Miles Turpin and colleagues ran the clean early demo in a 2023 chain-of-thought paper: bias the task, watch the answer move, then ask for step-by-step reasoning.5 The explanation usually ignores the bias, sounds coherent, and arrives at the answer the model already picked. Answer first, story second. Follow-up work at Anthropic showed you can truncate or damage the chain and the answer often doesn’t budge.6 The chain is decoration.
That’s confabulation. Not a metaphor. The same phenomenon.
The same pattern shows up in humans.
In the 1960s and 70s, Michael Gazzaniga and Roger Sperry ran the split-brain experiments. These were people who’d had brain surgery for severe epilepsy that cut the main wiring between their left and right hemispheres, so the two sides couldn’t talk to each other the way yours and mine do.

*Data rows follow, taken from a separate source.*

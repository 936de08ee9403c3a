//! API handlers for the library manager REST endpoints

pub mod books;
pub mod borrows;
pub mod categories;
pub mod health;
pub mod openapi;

use axum::{
    async_trait,
    extract::FromRequestParts,
    http::{header::AUTHORIZATION, request::Parts, HeaderMap},
    routing::{delete, get, post},
    Router,
};
use tower_http::{
    compression::CompressionLayer,
    cors::{Any, CorsLayer},
    trace::TraceLayer,
};

use crate::{error::AppError, models::Identity, AppState};

/// Extractor for the caller identity verified from the bearer token
pub struct AuthenticatedUser(pub Identity);

impl AuthenticatedUser {
    /// Verify the `Authorization` header, given as `Bearer <token>` or as the bare token
    pub async fn from_headers(headers: &HeaderMap, state: &AppState) -> Result<Self, AppError> {
        let auth_header = headers
            .get(AUTHORIZATION)
            .and_then(|value| value.to_str().ok())
            .ok_or_else(|| AppError::Authentication("Missing authorization header".to_string()))?;

        let token = auth_header
            .strip_prefix("Bearer ")
            .unwrap_or(auth_header)
            .trim();
        if token.is_empty() || token.contains(char::is_whitespace) {
            return Err(AppError::Authentication(
                "Invalid authorization header format".to_string(),
            ));
        }

        let identity = state.services.identity.verify(token).await?;

        Ok(AuthenticatedUser(identity))
    }
}

#[async_trait]
impl FromRequestParts<AppState> for AuthenticatedUser {
    type Rejection = AppError;

    async fn from_request_parts(parts: &mut Parts, state: &AppState) -> Result<Self, Self::Rejection> {
        Self::from_headers(&parts.headers, state).await
    }
}

/// Create the application router with all routes
pub fn router(state: AppState) -> Router {
    let cors = CorsLayer::new()
        .allow_origin(Any)
        .allow_methods(Any)
        .allow_headers(Any);

    let routes = Router::new()
        .route("/", get(health::liveness))
        .route("/health", get(health::health_check))
        .route("/ready", get(health::readiness_check))
        // Books
        .route("/books", get(books::list_books).post(books::create_book))
        .route("/books/popular", get(books::list_popular_books))
        .route("/books/user/:email", get(books::list_user_books))
        .route(
            "/books/:book_id",
            get(books::get_book)
                .put(books::update_book)
                .delete(books::delete_book),
        )
        // Borrow ledger
        .route("/borrowed-list", post(borrows::borrow_book))
        .route("/borrowed-list/ids", get(borrows::list_borrowed_ids))
        .route("/borrowed-list/books", get(borrows::list_borrowed_books))
        .route("/borrowed-list/user/:email", get(borrows::list_user_borrowed_ids))
        .route("/borrowed-list/return/:borrow_id", delete(borrows::return_book))
        // Categories
        .route("/categories", get(categories::list_categories))
        .with_state(state);

    Router::new()
        .merge(routes)
        .merge(openapi::create_openapi_router())
        .layer(TraceLayer::new_for_http())
        .layer(CompressionLayer::new())
        .layer(cors)
}
//! In-process store used with `memory://` database URLs and by the tests
//!
//! All collections sit behind a single lock, so ledger operations that touch
//! both books and borrow records are atomic just like their SQL
//! counterparts.

use std::sync::Arc;

use async_trait::async_trait;
use tokio::sync::RwLock;
use uuid::Uuid;

use super::{BookRepository, BorrowRepository, CategoryRepository};
use crate::{
    error::{AppError, AppResult},
    models::{Book, BookSummary, BorrowRecord, BorrowedBook, Category, UpdateBook},
};

#[derive(Default)]
struct MemoryState {
    // Vec order is insertion order, which stands in for natural store order
    books: Vec<Book>,
    borrows: Vec<BorrowRecord>,
    categories: Vec<Category>,
}

#[derive(Clone, Default)]
pub struct MemoryStore {
    state: Arc<RwLock<MemoryState>>,
}

impl MemoryStore {
    pub fn new() -> Self {
        Self::default()
    }

    /// Store pre-seeded with categories
    pub fn with_categories<I, S>(labels: I) -> Self
    where
        I: IntoIterator<Item = S>,
        S: Into<String>,
    {
        let state = MemoryState {
            categories: labels.into_iter().map(Category::new).collect(),
            ..MemoryState::default()
        };
        Self {
            state: Arc::new(RwLock::new(state)),
        }
    }

    /// Number of borrow records, across all borrowers
    pub async fn borrow_count(&self) -> usize {
        self.state.read().await.borrows.len()
    }
}

fn book_not_found(id: Uuid) -> AppError {
    AppError::NotFound(format!("Book {} not found", id))
}

fn borrow_not_found(id: Uuid) -> AppError {
    AppError::NotFound(format!("Invalid borrow id {}", id))
}

#[async_trait]
impl BookRepository for MemoryStore {
    async fn list_summaries(&self, category: Option<String>) -> AppResult<Vec<BookSummary>> {
        let state = self.state.read().await;
        Ok(state
            .books
            .iter()
            .filter(|book| category.is_none() || book.category == category)
            .map(BookSummary::from)
            .collect())
    }

    async fn list_by_owner(&self, owner: &str, category: Option<String>) -> AppResult<Vec<Book>> {
        let state = self.state.read().await;
        Ok(state
            .books
            .iter()
            .filter(|book| book.added_by == owner)
            .filter(|book| category.is_none() || book.category == category)
            .cloned()
            .collect())
    }

    async fn list_popular(&self, limit: usize) -> AppResult<Vec<Book>> {
        let state = self.state.read().await;
        let mut books = state.books.clone();
        // sort_by is stable: equal counts keep insertion order
        books.sort_by(|a, b| b.borrowed_count.cmp(&a.borrowed_count));
        books.truncate(limit);
        Ok(books)
    }

    async fn get_by_id(&self, id: Uuid) -> AppResult<Book> {
        let state = self.state.read().await;
        state
            .books
            .iter()
            .find(|book| book.id == id)
            .cloned()
            .ok_or_else(|| book_not_found(id))
    }

    async fn insert(&self, book: &Book) -> AppResult<()> {
        let mut state = self.state.write().await;
        if state.books.iter().any(|b| b.id == book.id) {
            return Err(AppError::BadRequest(format!("Book {} already exists", book.id)));
        }
        state.books.push(book.clone());
        Ok(())
    }

    async fn update(&self, id: Uuid, data: &UpdateBook) -> AppResult<u64> {
        let mut state = self.state.write().await;
        match state.books.iter_mut().find(|book| book.id == id) {
            Some(book) => {
                book.apply(data);
                Ok(1)
            }
            None => Ok(0),
        }
    }

    async fn delete(&self, id: Uuid) -> AppResult<u64> {
        let mut state = self.state.write().await;
        let before = state.books.len();
        state.books.retain(|book| book.id != id);
        Ok((before - state.books.len()) as u64)
    }
}

#[async_trait]
impl BorrowRepository for MemoryStore {
    async fn get_by_id(&self, id: Uuid) -> AppResult<BorrowRecord> {
        let state = self.state.read().await;
        state
            .borrows
            .iter()
            .find(|record| record.id == id)
            .cloned()
            .ok_or_else(|| borrow_not_found(id))
    }

    async fn list_book_ids(&self, borrower: &str) -> AppResult<Vec<Uuid>> {
        let state = self.state.read().await;
        Ok(state
            .borrows
            .iter()
            .filter(|record| record.borrowed_by == borrower)
            .map(|record| record.book_id)
            .collect())
    }

    async fn list_borrowed_books(&self, borrower: &str) -> AppResult<Vec<BorrowedBook>> {
        let state = self.state.read().await;
        Ok(state
            .borrows
            .iter()
            .filter(|record| record.borrowed_by == borrower)
            .filter_map(|record| {
                state
                    .books
                    .iter()
                    .find(|book| book.id == record.book_id)
                    .map(|book| BorrowedBook {
                        book: book.clone(),
                        borrow_id: record.id,
                        borrowed_at: record.borrowed_at,
                    })
            })
            .collect())
    }

    async fn checkout(&self, book_id: Uuid, borrower: &str) -> AppResult<BorrowRecord> {
        let mut state = self.state.write().await;

        let book = state
            .books
            .iter_mut()
            .find(|book| book.id == book_id)
            .ok_or_else(|| book_not_found(book_id))?;

        if !book.is_available() {
            return Err(AppError::NotAvailable(
                "Book is not available to borrow!".to_string(),
            ));
        }

        book.quantity -= 1;
        book.borrowed_count += 1;

        let record = BorrowRecord::new(book_id, borrower);
        state.borrows.push(record.clone());
        Ok(record)
    }

    async fn check_in(&self, record: &BorrowRecord) -> AppResult<()> {
        let mut state = self.state.write().await;

        let position = state
            .borrows
            .iter()
            .position(|r| r.id == record.id && r.borrowed_by == record.borrowed_by)
            .ok_or_else(|| borrow_not_found(record.id))?;

        // Nothing is written unless both changes can be applied
        let shelf = match state.books.iter().position(|book| book.id == record.book_id) {
            Some(index) => {
                let quantity = state.books[index].quantity.checked_add(1).ok_or_else(|| {
                    AppError::BadRequest(format!("Book {} cannot hold more copies", record.book_id))
                })?;
                Some((index, quantity))
            }
            None => None,
        };

        state.borrows.remove(position);
        if let Some((index, quantity)) = shelf {
            state.books[index].quantity = quantity;
        }
        Ok(())
    }
}

#[async_trait]
impl CategoryRepository for MemoryStore {
    async fn list(&self) -> AppResult<Vec<Category>> {
        let state = self.state.read().await;
        let mut categories = state.categories.clone();
        categories.sort_by(|a, b| a.label.cmp(&b.label));
        Ok(categories)
    }
}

Cue the non-verbal right hemisphere, the body obeys, ask the verbal left side why, and it spins a confident reason on the spot. “I wanted a drink of water.” “I was getting restless.”
Gazzaniga called that left-brain storyteller the interpreter. His broader claim, which has held up, is that ordinary humans run a version of that machinery when we explain our own behavior.7 Roger Sperry shared the 1981 Nobel Prize in Physiology or Medicine for the split-brain research.8 This is settled science. It’s not fringe blog lore.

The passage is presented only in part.